Restate word for word the lines of the data below, from the first through the one that has "prop_assert_eq!(u16::from(chip8.state().v(x)), sum);".

----------

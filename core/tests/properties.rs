use chip8_core::{Chip8, Config, Keys};
use proptest::prelude::*;

/// A seeded machine with `program` at 0x200
fn boot(program: &[u8]) -> Chip8 {
    let mut chip8 = Chip8::new(Config::default().with_seed(0)).unwrap();
    chip8.load_program(program).unwrap();
    chip8
}

fn step(chip8: &mut Chip8) {
    chip8.step(&mut Keys::new()).unwrap();
}

proptest! {
    #[test]
    fn add_immediate_wraps(x in 0u8..0xF, vx in any::<u8>(), kk in any::<u8>()) {
        let mut chip8 = boot(&[0x70 | x, kk]);
        chip8.state_mut().set_v(x, vx);
        chip8.state_mut().set_v(0xF, 0xAB);
        step(&mut chip8);
        let sum = (u16::from(vx) + u16::from(kk)) % 256;
        prop_assert_eq!(u16::from(chip8.state().v(x)), sum);
        prop_assert_eq!(chip8.state().flag(), 0xAB);
    }

    #[test]
    fn add_with_carry(vx in any::<u8>(), vy in any::<u8>()) {
        // ADD V1, V2
        let mut chip8 = boot(&[0x81, 0x24]);
        chip8.state_mut().set_v(0x1, vx);
        chip8.state_mut().set_v(0x2, vy);
        step(&mut chip8);
        let sum = u16::from(vx) + u16::from(vy);
        prop_assert_eq!(chip8.state().flag(), u8::from(sum > 255));
        prop_assert_eq!(u16::from(chip8.state().v(0x1)), sum % 256);
    }

    #[test]
    fn subtract_with_borrow(vx in any::<u8>(), vy in any::<u8>()) {
        // SUB V1, V2
        let mut chip8 = boot(&[0x81, 0x25]);
        chip8.state_mut().set_v(0x1, vx);
        chip8.state_mut().set_v(0x2, vy);
        step(&mut chip8);
        prop_assert_eq!(chip8.state().flag(), u8::from(vx >= vy));
        let diff = (i16::from(vx) - i16::from(vy)).rem_euclid(256);
        prop_assert_eq!(i16::from(chip8.state().v(0x1)), diff);
    }

    #[test]
    fn drawing_twice_restores_the_frame(
        background in proptest::collection::vec(any::<u8>(), 1..=15),
        sprite in proptest::collection::vec(any::<u8>(), 1..=15),
        origin in any::<(u8, u8)>(),
        target in any::<(u8, u8)>(),
    ) {
        let (nb, n) = (background.len() as u8, sprite.len() as u8);
        let mut chip8 = boot(&[
            0xA3, 0x00, // LD I, 0x300
            0xD4, 0x50 | nb, // DRW V4, V5, nb
            0xA3, 0x20, // LD I, 0x320
            0xD0, 0x10 | n, // DRW V0, V1, n
            0xD0, 0x10 | n, // DRW V0, V1, n
        ]);
        chip8.state_mut().write_range(0x300, &background).unwrap();
        chip8.state_mut().write_range(0x320, &sprite).unwrap();
        chip8.state_mut().set_registers(&[target.0, target.1, 0, 0, origin.0, origin.1]);
        let rows = |chip8: &Chip8| -> Vec<Vec<bool>> {
            chip8.frame().rows().map(<[bool]>::to_vec).collect()
        };

        step(&mut chip8);
        step(&mut chip8);
        let before = rows(&chip8);
        for _ in 0..3 {
            step(&mut chip8);
        }
        prop_assert_eq!(rows(&chip8), before);
    }

    #[test]
    fn separate_sprites_never_collide(x in 0u8..24, y in 0u8..27) {
        // two 8x5 blocks side by side: LD I, 0x300; DRW V0, V1, 5; DRW V2, V1, 5
        let mut chip8 = boot(&[0xA3, 0x00, 0xD0, 0x15, 0xD2, 0x15]);
        chip8.state_mut().write_range(0x300, &[0xFF; 5]).unwrap();
        chip8.state_mut().set_v(0x0, x);
        chip8.state_mut().set_v(0x1, y);
        chip8.state_mut().set_v(0x2, x + 8);
        for _ in 0..3 {
            step(&mut chip8);
        }
        prop_assert_eq!(chip8.state().flag(), 0);
        prop_assert_eq!(chip8.frame().lit(), 80);
    }

    #[test]
    fn overlapping_sprites_collide(x in any::<u8>(), y in any::<u8>(), dx in 0u8..8, dy in 0u8..5) {
        let mut chip8 = boot(&[0xA3, 0x00, 0xD0, 0x15, 0xD2, 0x35]);
        chip8.state_mut().write_range(0x300, &[0xFF; 5]).unwrap();
        chip8.state_mut().set_v(0x0, x);
        chip8.state_mut().set_v(0x1, y);
        chip8.state_mut().set_v(0x2, x.wrapping_add(dx));
        chip8.state_mut().set_v(0x3, y.wrapping_add(dy));
        for _ in 0..3 {
            step(&mut chip8);
        }
        prop_assert_eq!(chip8.state().flag(), 1);
    }
}
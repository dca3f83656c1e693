use crate::constants::FLAG_REGISTER;
use crate::error::{Error, Result};
use crate::opcode;

/// # Memory & Register State
///
/// ## CPU
/// Registers
/// - (v) 16 8-bit registers V0..VF; VF doubles as the carry/borrow/collision flag
/// - (i) a 16-bit memory address register
///
/// Counter
/// - (pc) a 16-bit program counter, two bytes per instruction
///
/// Stack
/// - a fixed depth of saved return addresses and the (sp) pointing past the newest one
///
/// Timers
/// - 2 8-bit countdown timers (delay & sound), ticked by the host at 60Hz
///
/// ## Memory
/// - `memory_size` bytes, 4096 on a standard machine
///
/// Every access is bounds checked: stepping off the end of memory or the stack is an error,
/// nothing wraps around.
#[derive(Debug, Clone)]
pub struct State {
    memory: Vec<u8>,
    v: [u8; 16],
    i: u16,
    pc: u16,
    stack: Vec<u16>,
    sp: usize,
    delay_timer: u8,
    sound_timer: u8,
}

/// An owned copy of everything in `State`, for debuggers and dumps.
#[derive(Debug, Clone, PartialEq, Eq)]
pub struct Snapshot {
    pub memory: Vec<u8>,
    pub v: [u8; 16],
    pub i: u16,
    pub pc: u16,
    /// Saved return addresses, oldest first
    pub stack: Vec<u16>,
    pub sp: usize,
    pub delay_timer: u8,
    pub sound_timer: u8,
}

impl State {
    pub fn new(memory_size: usize, stack_depth: usize) -> Self {
        State {
            memory: vec![0; memory_size],
            v: [0; 16],
            i: 0,
            pc: 0,
            stack: vec![0; stack_depth],
            sp: 0,
            delay_timer: 0,
            sound_timer: 0,
        }
    }

    /// Copies `data` into memory starting at `at`, returning the address just past the last byte.
    /// Nothing is written if any byte would fall outside memory.
    pub fn load(&mut self, data: &[u8], at: u16) -> Result<usize> {
        let start = usize::from(at);
        let end = start + data.len();
        if end > self.memory.len() {
            return Err(Error::OutOfMemory {
                address: start.max(self.memory.len()),
            });
        }
        self.memory[start..end].copy_from_slice(data);
        Ok(end)
    }

    /// Reads the big-endian instruction at the program counter.
    ///
    /// The slot after the instruction has to exist too, so a program can always advance past
    /// whatever it just fetched.
    pub fn fetch(&self) -> Result<u16> {
        let pc = usize::from(self.pc);
        self.check_pc(pc + 2)?;
        Ok(opcode::from_bytes(self.memory[pc], self.memory[pc + 1]))
    }

    /// Moves to the next instruction.
    pub fn advance(&mut self) -> Result<()> {
        let next = usize::from(self.pc) + 2;
        self.check_pc(next)?;
        self.pc = next as u16;
        Ok(())
    }

    /// Moves past the next instruction.
    pub fn skip(&mut self) -> Result<()> {
        let next = usize::from(self.pc) + 4;
        self.check_pc(next)?;
        self.pc = next as u16;
        Ok(())
    }

    pub fn jump(&mut self, address: usize) -> Result<()> {
        self.check_pc(address)?;
        self.pc = address as u16;
        Ok(())
    }

    /// Saves the current program counter and jumps to `address`.
    pub fn call(&mut self, address: usize) -> Result<()> {
        if self.sp >= self.stack.len() {
            return Err(Error::StackOverflow { depth: self.sp });
        }
        self.check_pc(address)?;
        self.stack[self.sp] = self.pc;
        self.sp += 1;
        self.pc = address as u16;
        Ok(())
    }

    /// Restores the program counter saved by the matching `call`.
    pub fn ret(&mut self) -> Result<()> {
        if self.sp == 0 {
            return Err(Error::StackUnderflow);
        }
        self.sp -= 1;
        self.pc = self.stack[self.sp];
        Ok(())
    }

    /// Counts both timers down by one, stopping at zero.
    pub fn tick_timers(&mut self) {
        self.delay_timer = self.delay_timer.saturating_sub(1);
        self.sound_timer = self.sound_timer.saturating_sub(1);
    }

    pub fn read(&self, address: usize) -> Result<u8> {
        self.memory
            .get(address)
            .copied()
            .ok_or(Error::OutOfMemory { address })
    }

    pub fn read_range(&self, address: usize, len: usize) -> Result<&[u8]> {
        self.check_range(address, len)?;
        Ok(&self.memory[address..address + len])
    }

    /// Writes all of `data` at `address` or, if it doesn't fit, nothing.
    pub fn write_range(&mut self, address: usize, data: &[u8]) -> Result<()> {
        self.check_range(address, data.len())?;
        self.memory[address..address + data.len()].copy_from_slice(data);
        Ok(())
    }

    /// # Panics
    /// If `x` isn't a register index `0x0..=0xF`.
    pub fn v(&self, x: u8) -> u8 {
        self.v[usize::from(x)]
    }

    /// # Panics
    /// If `x` isn't a register index `0x0..=0xF`.
    pub fn set_v(&mut self, x: u8, value: u8) {
        self.v[usize::from(x)] = value;
    }

    /// V0..=Vx
    pub fn registers(&self, x: u8) -> &[u8] {
        &self.v[..=usize::from(x)]
    }

    pub fn set_registers(&mut self, values: &[u8]) {
        self.v[..values.len()].copy_from_slice(values);
    }

    pub fn flag(&self) -> u8 {
        self.v[usize::from(FLAG_REGISTER)]
    }

    pub fn set_flag(&mut self, set: bool) {
        self.v[usize::from(FLAG_REGISTER)] = u8::from(set);
    }

    pub fn i(&self) -> u16 {
        self.i
    }

    pub fn set_i(&mut self, i: u16) {
        self.i = i;
    }

    pub fn pc(&self) -> u16 {
        self.pc
    }

    pub fn sp(&self) -> usize {
        self.sp
    }

    pub fn delay_timer(&self) -> u8 {
        self.delay_timer
    }

    pub fn set_delay_timer(&mut self, value: u8) {
        self.delay_timer = value;
    }

    pub fn sound_timer(&self) -> u8 {
        self.sound_timer
    }

    pub fn set_sound_timer(&mut self, value: u8) {
        self.sound_timer = value;
    }

    /// Whether a tone should currently be playing
    pub fn sound_active(&self) -> bool {
        self.sound_timer > 0
    }

    pub fn memory_size(&self) -> usize {
        self.memory.len()
    }

    pub fn snapshot(&self) -> Snapshot {
        Snapshot {
            memory: self.memory.clone(),
            v: self.v,
            i: self.i,
            pc: self.pc,
            stack: self.stack[..self.sp].to_vec(),
            sp: self.sp,
            delay_timer: self.delay_timer,
            sound_timer: self.sound_timer,
        }
    }

    fn check_pc(&self, address: usize) -> Result<()> {
        if address < self.memory.len() {
            Ok(())
        } else {
            Err(Error::OutOfMemory { address })
        }
    }

    fn check_range(&self, address: usize, len: usize) -> Result<()> {
        if address + len <= self.memory.len() {
            Ok(())
        } else {
            Err(Error::OutOfMemory {
                address: address.max(self.memory.len()),
            })
        }
    }
}

#[cfg(test)]
mod tests {
    use super::*;

    fn state() -> State {
        State::new(4096, 16)
    }

    #[test]
    fn test_load_returns_end_address() {
        let mut state = state();
        assert_eq!(state.load(&[0xAA, 0xBB, 0xCC], 0x200), Ok(0x203));
        assert_eq!(state.read_range(0x200, 3), Ok(&[0xAA, 0xBB, 0xCC][..]));
    }

    #[test]
    fn test_load_fills_memory_exactly() {
        let mut state = state();
        assert_eq!(state.load(&[0x1; 2], 4094), Ok(4096));
    }

    #[test]
    fn test_load_past_end_writes_nothing() {
        let mut state = state();
        assert_eq!(
            state.load(&[0x1; 4], 4094),
            Err(Error::OutOfMemory { address: 4096 })
        );
        assert_eq!(state.read(4094), Ok(0));
    }

    #[test]
    fn test_fetch_is_big_endian() {
        let mut state = state();
        state.load(&[0xAA, 0xBB], 0x200).unwrap();
        state.jump(0x200).unwrap();
        assert_eq!(state.fetch(), Ok(0xAABB));
    }

    #[test]
    fn test_advance_moves_two_bytes() {
        let mut state = state();
        state.advance().unwrap();
        assert_eq!(state.pc(), 0x2);
    }

    #[test]
    fn test_end_of_memory_does_not_wrap() {
        let mut state = state();
        state.jump(4094).unwrap();
        assert_eq!(state.advance(), Err(Error::OutOfMemory { address: 4096 }));
        assert_eq!(state.fetch(), Err(Error::OutOfMemory { address: 4096 }));
        assert_eq!(state.pc(), 4094);
    }

    #[test]
    fn test_skip_checks_bounds() {
        let mut state = state();
        state.jump(4092).unwrap();
        assert!(state.skip().is_err());
        assert_eq!(state.pc(), 4092);
        state.jump(0x200).unwrap();
        state.skip().unwrap();
        assert_eq!(state.pc(), 0x204);
    }

    #[test]
    fn test_jump_out_of_bounds() {
        let mut state = state();
        assert_eq!(state.jump(4096), Err(Error::OutOfMemory { address: 4096 }));
        assert_eq!(state.pc(), 0);
    }

    #[test]
    fn test_call_and_return() {
        let mut state = state();
        state.jump(0x200).unwrap();
        state.call(0x300).unwrap();
        assert_eq!(state.pc(), 0x300);
        assert_eq!(state.sp(), 1);
        state.ret().unwrap();
        assert_eq!(state.pc(), 0x200);
        assert_eq!(state.sp(), 0);
    }

    #[test]
    fn test_stack_depth() {
        let mut state = state();
        for _ in 0..16 {
            state.call(0x200).unwrap();
        }
        assert_eq!(state.call(0x200), Err(Error::StackOverflow { depth: 16 }));
        assert_eq!(state.sp(), 16);
        for _ in 0..16 {
            state.ret().unwrap();
        }
        assert_eq!(state.ret(), Err(Error::StackUnderflow));
        assert_eq!(state.sp(), 0);
    }

    #[test]
    fn test_call_out_of_bounds_pushes_nothing() {
        let mut state = state();
        assert!(state.call(0x2000).is_err());
        assert_eq!(state.sp(), 0);
    }

    #[test]
    fn test_timers_stop_at_zero() {
        let mut state = state();
        state.set_delay_timer(2);
        state.set_sound_timer(1);
        assert!(state.sound_active());
        state.tick_timers();
        assert_eq!(state.delay_timer(), 1);
        assert_eq!(state.sound_timer(), 0);
        assert!(!state.sound_active());
        state.tick_timers();
        state.tick_timers();
        assert_eq!(state.delay_timer(), 0);
        assert_eq!(state.sound_timer(), 0);
    }

    #[test]
    fn test_write_range_is_all_or_nothing() {
        let mut state = state();
        assert!(state.write_range(4095, &[1, 2]).is_err());
        assert_eq!(state.read(4095), Ok(0));
        assert_eq!(state.read(4096), Err(Error::OutOfMemory { address: 4096 }));
    }

    #[test]
    fn test_flag_register() {
        let mut state = state();
        state.set_flag(true);
        assert_eq!(state.v(0xF), 1);
        state.set_flag(false);
        assert_eq!(state.flag(), 0);
    }

    #[test]
    fn test_snapshot_only_holds_live_stack() {
        let mut state = state();
        state.jump(0x202).unwrap();
        state.call(0x300).unwrap();
        state.set_v(3, 0x42);
        let snapshot = state.snapshot();
        assert_eq!(snapshot.stack, vec![0x202]);
        assert_eq!(snapshot.pc, 0x300);
        assert_eq!(snapshot.v[3], 0x42);
        assert_eq!(snapshot.memory.len(), 4096);
    }
}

----------

#### [Solution to this exercise]
filename core/tests/properties.rs
use chip8_core::{Chip8, Config, Keys};
use proptest::prelude::*;

/// A seeded machine with `program` at 0x200
fn boot(program: &[u8]) -> Chip8 {
    let mut chip8 = Chip8::new(Config::default().with_seed(0)).unwrap();
    chip8.load_program(program).unwrap();
    chip8
}

fn step(chip8: &mut Chip8) {
    chip8.step(&mut Keys::new()).unwrap();
}

proptest! {
    #[test]
    fn add_immediate_wraps(x in 0u8..0xF, vx in any::<u8>(), kk in any::<u8>()) {
        let mut chip8 = boot(&[0x70 | x, kk]);
        chip8.state_mut().set_v(x, vx);
        chip8.state_mut().set_v(0xF, 0xAB);
        step(&mut chip8);
        let sum = (u16::from(vx) + u16::from(kk)) % 256;
        prop_assert_eq!(u16::from(chip8.state().v(x)), sum);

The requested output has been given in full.